**TASK OBJECTIVE:** Exactly the lines from the top of the records below through the one containing "async fn create(&self, data: &NewCourse)" must be set down, with no line added or dropped.

**EXERCISE DATA:**
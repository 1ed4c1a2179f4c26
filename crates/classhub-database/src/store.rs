//! Store contracts consumed by the service and authorization layers.
//!
//! Each trait has a PostgreSQL implementation under
//! [`crate::repositories`] and an in-memory implementation in
//! [`crate::memory`]. Callers only ever hold `Arc<dyn ...>` handles.

use std::fmt::Debug;
use std::sync::Arc;

use async_trait::async_trait;
use sqlx::PgPool;

use classhub_core::result::AppResult;
use classhub_entity::{
    ClassResource, Classroom, Course, NewClassResource, NewClassroom, NewCourse, NewResource,
    NewUser, Resource, User, UserRole,
};

use crate::memory::MemoryStore;
use crate::repositories::{
    ClassResourceRepository, ClassroomRepository, CourseRepository, ResourceRepository,
    UserRepository,
};
use crate::update::PartialUpdate;

/// Role lookup used by the authorization gate.
#[async_trait]
pub trait RoleStore: Send + Sync + Debug + 'static {
    /// Role recorded for `email`, or `None` when no such user exists.
    async fn find_role(&self, email: &str) -> AppResult<Option<UserRole>>;
}

/// User records.
#[async_trait]
pub trait UserStore: Send + Sync + Debug + 'static {
    async fn find_all(&self) -> AppResult<Vec<User>>;

    async fn find_by_email(&self, email: &str) -> AppResult<Option<User>>;

    /// Insert a user. Fails with `Conflict` when the email is taken.
    async fn create(&self, data: &NewUser) -> AppResult<User>;

    /// Returns the number of rows changed.
    async fn update_role(&self, id: i64, role: UserRole) -> AppResult<u64>;

    /// Returns the number of rows removed.
    async fn delete(&self, id: i64) -> AppResult<u64>;
}

/// Course catalog.
#[async_trait]
pub trait CourseStore: Send + Sync + Debug + 'static {
    async fn find_all(&self) -> AppResult<Vec<Course>>;

    async fn find_by_code(&self, code: &str) -> AppResult<Option<Course>>;

    async fn exists(&self, code: &str) -> AppResult<bool>;

    async fn create(&self, data: &NewCourse) -> AppResult<Course>;

    /// Apply `changes` to the course keyed by `code`; returns rows changed.
    async fn update(&self, code: &str, changes: &PartialUpdate) -> AppResult<u64>;

    /// Delete a course and, by cascade, its resources and classrooms.
    async fn delete(&self, code: &str) -> AppResult<u64>;
}

/// Course resources.
#[async_trait]
pub trait ResourceStore: Send + Sync + Debug + 'static {
    async fn find_all(&self) -> AppResult<Vec<Resource>>;

    async fn find_by_course(&self, course_code: &str) -> AppResult<Vec<Resource>>;

    /// Insert a resource. Fails with `Conflict` when the link is taken and
    /// `ReferenceNotFound` when the course does not exist.
    async fn create(&self, data: &NewResource) -> AppResult<Resource>;

    async fn delete(&self, id: i64) -> AppResult<u64>;
}

/// Classrooms.
#[async_trait]
pub trait ClassroomStore: Send + Sync + Debug + 'static {
    async fn find_all(&self) -> AppResult<Vec<Classroom>>;

    async fn find_by_code(&self, code: &str) -> AppResult<Option<Classroom>>;

    /// Exact-match existence check.
    async fn exists(&self, code: &str) -> AppResult<bool>;

    /// Whether any classroom uses `code`, ignoring surrounding whitespace
    /// and letter case.
    async fn code_taken(&self, code: &str) -> AppResult<bool>;

    async fn create(&self, data: &NewClassroom) -> AppResult<Classroom>;

    async fn update(&self, code: &str, changes: &PartialUpdate) -> AppResult<u64>;

    async fn delete(&self, code: &str) -> AppResult<u64>;
}

/// Resources posted to classrooms.
#[async_trait]
pub trait ClassResourceStore: Send + Sync + Debug + 'static {
    async fn find_all(&self) -> AppResult<Vec<ClassResource>>;

    async fn find_by_class(&self, class_code: &str) -> AppResult<Vec<ClassResource>>;

    async fn create(&self, data: &NewClassResource) -> AppResult<ClassResource>;

    async fn delete(&self, id: i64) -> AppResult<u64>;
}

/// One handle per store contract, all backed by the same provider.
#[derive(Debug, Clone)]
pub struct Stores {
    pub users: Arc<dyn UserStore>,
    pub roles: Arc<dyn RoleStore>,
    pub courses: Arc<dyn CourseStore>,
    pub resources: Arc<dyn ResourceStore>,
    pub classrooms: Arc<dyn ClassroomStore>,
    pub class_resources: Arc<dyn ClassResourceStore>,
}

impl Stores {
    /// PostgreSQL repositories sharing one pool.
    pub fn postgres(pool: PgPool) -> Self {
        let users = Arc::new(UserRepository::new(pool.clone()));
        Self {
            users: users.clone(),
            roles: users,
            courses: Arc::new(CourseRepository::new(pool.clone())),
            resources: Arc::new(ResourceRepository::new(pool.clone())),
            classrooms: Arc::new(ClassroomRepository::new(pool.clone())),
            class_resources: Arc::new(ClassResourceRepository::new(pool)),
        }
    }

    /// Every contract served by the same in-memory store.
    pub fn memory(store: Arc<MemoryStore>) -> Self {
        Self {
            users: store.clone(),
            roles: store.clone(),
            courses: store.clone(),
            resources: store.clone(),
            classrooms: store.clone(),
            class_resources: store,
        }
    }
}
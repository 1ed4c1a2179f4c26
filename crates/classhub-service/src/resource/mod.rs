//! Study links attached to courses.

pub mod service;

pub use service::{CreateResourceRequest, ResourceService};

**WRITTEN ANSWER:**
repository 1ed4c1a2179f4c26
filename crates/classhub-database/src/store.rs
//! Store contracts consumed by the service and authorization layers.
//!
//! Each trait has a PostgreSQL implementation under
//! [`crate::repositories`] and an in-memory implementation in
//! [`crate::memory`]. Callers only ever hold `Arc<dyn ...>` handles.

use std::fmt::Debug;
use std::sync::Arc;

use async_trait::async_trait;
use sqlx::PgPool;

use classhub_core::result::AppResult;
use classhub_entity::{
    ClassResource, Classroom, Course, NewClassResource, NewClassroom, NewCourse, NewResource,
    NewUser, Resource, User, UserRole,
};

use crate::memory::MemoryStore;
use crate::repositories::{
    ClassResourceRepository, ClassroomRepository, CourseRepository, ResourceRepository,
    UserRepository,
};
use crate::update::PartialUpdate;

/// Role lookup used by the authorization gate.
#[async_trait]
pub trait RoleStore: Send + Sync + Debug + 'static {
    /// Role recorded for `email`, or `None` when no such user exists.
    async fn find_role(&self, email: &str) -> AppResult<Option<UserRole>>;
}

/// User records.
#[async_trait]
pub trait UserStore: Send + Sync + Debug + 'static {
    async fn find_all(&self) -> AppResult<Vec<User>>;

    async fn find_by_email(&self, email: &str) -> AppResult<Option<User>>;

    /// Insert a user. Fails with `Conflict` when the email is taken.
    async fn create(&self, data: &NewUser) -> AppResult<User>;

    /// Returns the number of rows changed.
    async fn update_role(&self, id: i64, role: UserRole) -> AppResult<u64>;

    /// Returns the number of rows removed.
    async fn delete(&self, id: i64) -> AppResult<u64>;
}

/// Course catalog.
#[async_trait]
pub trait CourseStore: Send + Sync + Debug + 'static {
    async fn find_all(&self) -> AppResult<Vec<Course>>;

    async fn find_by_code(&self, code: &str) -> AppResult<Option<Course>>;

    async fn exists(&self, code: &str) -> AppResult<bool>;

    async fn create(&self, data: &NewCourse) -> AppResult<Course>;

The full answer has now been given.